The heart’s blood-pumping cycle, also called cardiac cycle, ensures that blood is distributed throughout the body. The oxygen distribution process can be start with when oxygen-free blood enters into the heart through the right atrium, goes into the right ventricle, mainly enters the lungs for oxygen refill and also release of carbon dioxide, and transfers into the left chambers, ready for redistribution. So, about 5.6 liters of blood circulate the body and three cardiac cycles are completed per minute.
The performance of the heart could also now be easily monitored when any cardiovascular problem or disorder is suspected. For instance, a regularly abnormal heartbeat or beats per minute are always characteristic of a heart-related illness. This is because a heartbeat is mainly a manifestation of the oxygen-reloading process in the heart that is made up of two phases.

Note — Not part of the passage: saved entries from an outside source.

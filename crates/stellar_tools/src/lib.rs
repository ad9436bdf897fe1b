//! # Stellar Development Tools
//!
//! Command-line tools for catalog authors:
//! - Catalog validator
//! - Cost and build time tables

#![forbid(unsafe_code)]
#![warn(missing_docs)]
#![warn(clippy::all, clippy::pedantic)]

use stellar_core::error::GameError;
use thiserror::Error;

pub mod costs;
pub mod validate;

/// Errors reported by the tools.
#[derive(Debug, Error)]
pub enum ToolError {
    /// Failed to read file.
    #[error("Failed to read file '{path}': {source}")]
    IoError {
        /// Path to the file.
        path: String,
        /// Underlying IO error.
        #[source]
        source: std::io::Error,
    },

    /// Failed to parse RON file.
    #[error("Failed to parse RON file '{path}': {source}")]
    ParseError {
        /// Path to the file.
        path: String,
        /// Underlying parse error.
        #[source]
        source: ron::error::SpannedError,
    },

    /// The engine rejected the data or the request.
    #[error(transparent)]
    Game(#[from] GameError),
}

The systole is also a short period that occurs when the tricuspid and mitral valves close; the diastole is a relatively longer period when the aortic and pulmonary valves close. The systole-diastole relationship is always the reference in measuring blood pressure. Other ways of physically determining the regular functioning of the heart is mainly through examining the pulse rate (beats per minute). A normal heart rate of an adult is always at 72 beats per minute, while children normally yield higher heart rates.

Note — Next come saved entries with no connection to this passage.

impl<S: GameStore> GameService<S> {
    /// Create a service over `store`. New planets get `starting_resources`.
    pub fn new(
        engine: Engine,
        store: S,
        clock: Arc<dyn Clock>,
        starting_resources: Resources,
        starting_temperature: i32,
    ) -> Self {
        Self {
            engine,
            store,
            clock,
            starting_resources,
            starting_temperature,
            next_player: AtomicU32::new(1),
            next_planet: AtomicU32::new(1),
            planet_locks: LockMap::new(),
            player_locks: LockMap::new(),
        }
    }

    /// The engine.
    #[must_use]
    pub const fn engine(&self) -> &Engine {
        &self.engine
    }

    /// The store.
    #[must_use]
    pub const fn store(&self) -> &S {
        &self.store
    }

    /// Register a player with no research.
    pub fn create_player(&self, name: &str) -> Result<PlayerId> {
        let id = PlayerId::new(self.next_player.fetch_add(1, Ordering::SeqCst));
        self.store.save_player(&Player::new(id, name))?;
        tracing::info!(player = %id, name, "player created");
        Ok(id)
    }

    /// Create a planet holding the starting resources.
    pub async fn create_planet(&self, owner: PlayerId, name: &str) -> Result<PlanetId> {
        let player_lock = self.player_locks.get(owner);
        let _player_guard = player_lock.lock().await;
        self.store.load_player(owner)?;

        let id = PlanetId::new(self.next_planet.fetch_add(1, Ordering::SeqCst));
        let planet = Planet::new(id, owner, name, self.starting_resources, self.clock.now())
            .with_max_temperature(self.starting_temperature);
        self.store.save_planet(&planet)?;
        tracing::info!(planet = %id, player = %owner, name, "planet created");
        Ok(id)
    }

    /// Queue a build request on `planet`. Research is queued with
    /// `planet` as its origin.
    pub async fn enqueue(
        &self,
        planet: PlanetId,
        object: ObjectId,
        amount: u32,
    ) -> Result<QueueItemId> {
        let access = self.access_for(object)?;
        let queued = self
            .with_planet(planet, access, "enqueue", |engine, planet, player, now| {
                engine.enqueue(planet, player, object, amount, now)
            })
            .await?;
        report(planet, &queued.events);
        Ok(queued.item)
    }

    /// Cancel a queued item and refund it to `planet`.
    pub async fn cancel(
        &self,
        planet: PlanetId,
        object: ObjectId,
        item: QueueItemId,
    ) -> Result<Resources> {
        let access = self.access_for(object)?;
        let cancelled = self
            .with_planet(planet, access, "cancel", |engine, planet, player, now| {
                engine.cancel(planet, player, object, item, now)
            })
            .await?;
        report(planet, &cancelled.events);
        Ok(cancelled.refund)
    }

    /// Add resources to `planet`.
    pub async fn add_resources(
        &self,
        planet: PlanetId,
        delta: Resources,
        allow_overflow: bool,
    ) -> Result<()> {
        self.with_planet(
            planet,
            PlayerAccess::Snapshot,
            "add_resources",
            |engine, planet, player, now| {
                engine.add_resources(planet, player, delta, allow_overflow, now)
            },
        )
        .await
    }

    /// Deduct resources from `planet`, all or nothing.
    pub async fn deduct_resources(&self, planet: PlanetId, delta: Resources) -> Result<()> {
        self.with_planet(
            planet,
            PlayerAccess::Snapshot,
            "deduct_resources",
            |engine, planet, player, now| engine.deduct_resources(planet, player, delta, now),
        )
        .await
    }

    /// Set a building level or unit count on `planet`.
    pub async fn set_object_level(
        &self,
        planet: PlanetId,
        machine_name: &str,
        level: u32,
    ) -> Result<()> {
        self.with_planet(
            planet,
            PlayerAccess::Snapshot,
            "set_object_level",
            |engine, planet, player, now| {
                engine.set_object_level(planet, player, machine_name, level, now)
            },
        )
        .await
    }

    /// Set a research level of `player`.
    pub async fn set_research_level(
        &self,
        player: PlayerId,
        machine_name: &str,
        level: u32,
    ) -> Result<()> {
        let player_lock = self.player_locks.get(player);
        let _player_guard = player_lock.lock().await;
        let mut state = self.store.load_player(player)?;
        let now = self.clock.now();
        self.engine
            .set_research_level(&mut state, machine_name, level, now)
            .map_err(|e| rejected("set_research_level", &e))?;
        self.forget_settled_research(&mut state)?;
        self.store.save_player(&state)
    }

    /// Planet state now. Completed work up to now is applied and saved.
    pub async fn state(&self, planet: PlanetId) -> Result<PlanetView> {
        self.with_planet(
            planet,
            PlayerAccess::Snapshot,
            "state",
            |engine, planet, player, now| engine.current_state(planet, player, now),
        )
        .await
    }

    /// Dispatch a decoded request.
    pub async fn handle(&self, request: Request) -> Response {
        let outcome = match request {
            Request::CreatePlayer { name } => self
                .create_player(&name)
                .map(|player_id| Response::PlayerCreated { player_id }),
            Request::CreatePlanet { player_id, name } => self
                .create_planet(player_id, &name)
                .await
                .map(|planet_id| Response::PlanetCreated { planet_id }),
            Request::AddBuildRequest {
                planet_id,
                object_id,
                amount,
            } => self
                .enqueue(planet_id, object_id, amount.unwrap_or(1))
                .await
                .map(|item_id| Response::Queued { item_id }),
            Request::CancelBuildRequest {
                planet_id,
                object_id,
                item_id,
            } => self
                .cancel(planet_id, object_id, item_id)
                .await
                .map(|refund| Response::Cancelled {
                    refund: refund.into(),
                }),
            Request::AddResources {
                planet_id,
                metal,
                crystal,
                deuterium,
                allow_overflow,
            } => self
                .add_resources(
                    planet_id,
                    request_resources(metal, crystal, deuterium),
                    allow_overflow,
                )
                .await
                .map(|()| Response::Ok),
            Request::DeductResources {
                planet_id,
                metal,
                crystal,
                deuterium,
            } => self
                .deduct_resources(planet_id, request_resources(metal, crystal, deuterium))
                .await
                .map(|()| Response::Ok),
            Request::SetObjectLevel {
                planet_id,
                machine_name,
                level,
            } => match level_from_wire(&machine_name, level) {
                Ok(level) => self
                    .set_object_level(planet_id, &machine_name, level)
                    .await
                    .map(|()| Response::Ok),
                Err(e) => Err(e),
            },
            Request::SetResearchLevel {
                player_id,
                machine_name,
                level,
            } => match level_from_wire(&machine_name, level) {
                Ok(level) => self
                    .set_research_level(player_id, &machine_name, level)
                    .await
                    .map(|()| Response::Ok),
                Err(e) => Err(e),
            },
            Request::State { planet_id } => self
                .state(planet_id)
                .await
                .map(|view| Response::State {
                    view: Box::new(view),
                }),
        };
        outcome.unwrap_or_else(|e| Response::error(&e))
    }

    /// Research, and buildings that speed up research, touch the research
    /// queue and need the owner exclusively.
    fn access_for(&self, object: ObjectId) -> Result<PlayerAccess> {
        let def = self.engine.catalog().definition(object)?;
        let touches_research = def.kind() == ObjectKind::Research
            || def.has_effect(|e| matches!(e, ObjectEffect::ResearchSpeed));
        Ok(if touches_research {
            PlayerAccess::Exclusive
        } else {
            PlayerAccess::Snapshot
        })
    }

    async fn with_planet<T>(
        &self,
        planet_id: PlanetId,
        access: PlayerAccess,
        operation: &'static str,
        apply: impl FnOnce(&Engine, &mut Planet, &mut Player, Timestamp) -> Result<T>,
    ) -> Result<T> {
        let owner = self.store.owner_of(planet_id)?;
        let player_lock = self.player_locks.get(owner);
        let planet_lock = self.planet_locks.get(planet_id);

        match access {
            PlayerAccess::Exclusive => {
                let _player_guard = player_lock.lock().await;
                let _planet_guard = planet_lock.lock().await;
                let mut player = self.store.load_player(owner)?;
                let mut planet = self.store.load_planet(planet_id)?;
                let now = self.clock.now();
                let (events, value) =
                    self.apply_at(operation, &mut planet, &mut player, now, apply)?;
                self.forget_settled_research(&mut player)?;
                self.store.save_player(&player)?;
                self.store.save_planet(&planet)?;
                report(planet_id, &events);
                Ok(value)
            }
            PlayerAccess::Snapshot => {
                let mut player = {
                    let _player_guard = player_lock.lock().await;
                    self.store.load_player(owner)?
                };
                let _planet_guard = planet_lock.lock().await;
                let mut planet = self.store.load_planet(planet_id)?;
                let now = self.clock.now();
                let (mut events, value) =
                    self.apply_at(operation, &mut planet, &mut player, now, apply)?;
                // The player is not saved, so research transitions seen here
                // are reported by the next exclusive request.
                events.retain(|event| queue_of(event) != QueueKind::Research);
                self.store.save_planet(&planet)?;
                report(planet_id, &events);
                Ok(value)
            }
        }
    }

    /// Tick to `now`, then apply the request.
    fn apply_at<T>(
        &self,
        operation: &'static str,
        planet: &mut Planet,
        player: &mut Player,
        now: Timestamp,
        apply: impl FnOnce(&Engine, &mut Planet, &mut Player, Timestamp) -> Result<T>,
    ) -> Result<(Vec<ProductionEvent>, T)> {
        let events = self
            .engine
            .tick(planet, player, now)
            .map_err(|e| rejected(operation, &e))?;
        let value =
            apply(&self.engine, planet, player, now).map_err(|e| rejected(operation, &e))?;
        Ok((events, value))
    }

    /// Drop research changes that precede every planet's ledger checkpoint.
    /// Stored checkpoints only move forward, so a stale read keeps more.
    fn forget_settled_research(&self, player: &mut Player) -> Result<()> {
        let mut oldest: Option<Timestamp> = None;
        for planet in self.store.planets_of(player.id)? {
            let checkpoint = self.store.load_planet(planet)?.ledger().checkpoint();
            oldest = Some(oldest.map_or(checkpoint, |o| o.min(checkpoint)));
        }
        if let Some(oldest) = oldest {
            player.forget_research_changes_through(oldest);
        }
        Ok(())
    }
}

The heart mainly contains electrical “pacemaker” cells, which cause it to contract — producing a heartbeat.
A healthy heart contraction happens in five stages. So, in the first stage (early diastole), the heart is relaxed. Then the atrium mainly contracts (atrial systole) to push blood into the ventricle. Next, the ventricles start contracting without changing volume. Then the ventricles continue contracting while empty. Finally, the ventricles stop contracting and relax. Then the cycle repeats.
Valves basically prevent backflow, keeping the blood flowing in one direction through the heart.
Facts about the human heart
- A human heart is always roughly the size of a large fist.
- The heart can be weighs around to 10 to 12 ounces (280 to 340 grams) in men and 8 to 10 ounces (230 to 280 grams) in women.
- The heart also beats about 100,000 times per day (about 3 billion beats in a lifetime).
- An adult heart always beats about 60 to 80 times per minute.
- Newborns’ hearts also beat faster than adult hearts, about 70 to 190 beats per minute.
- The heart also pumps about 6 quarts (5.7 liters) of blood throughout the body.
- The heart is mainly located in the center of the chest, usually pointing slightly left.
So, heart plays an important part in our body. It is always important to take care of it properly.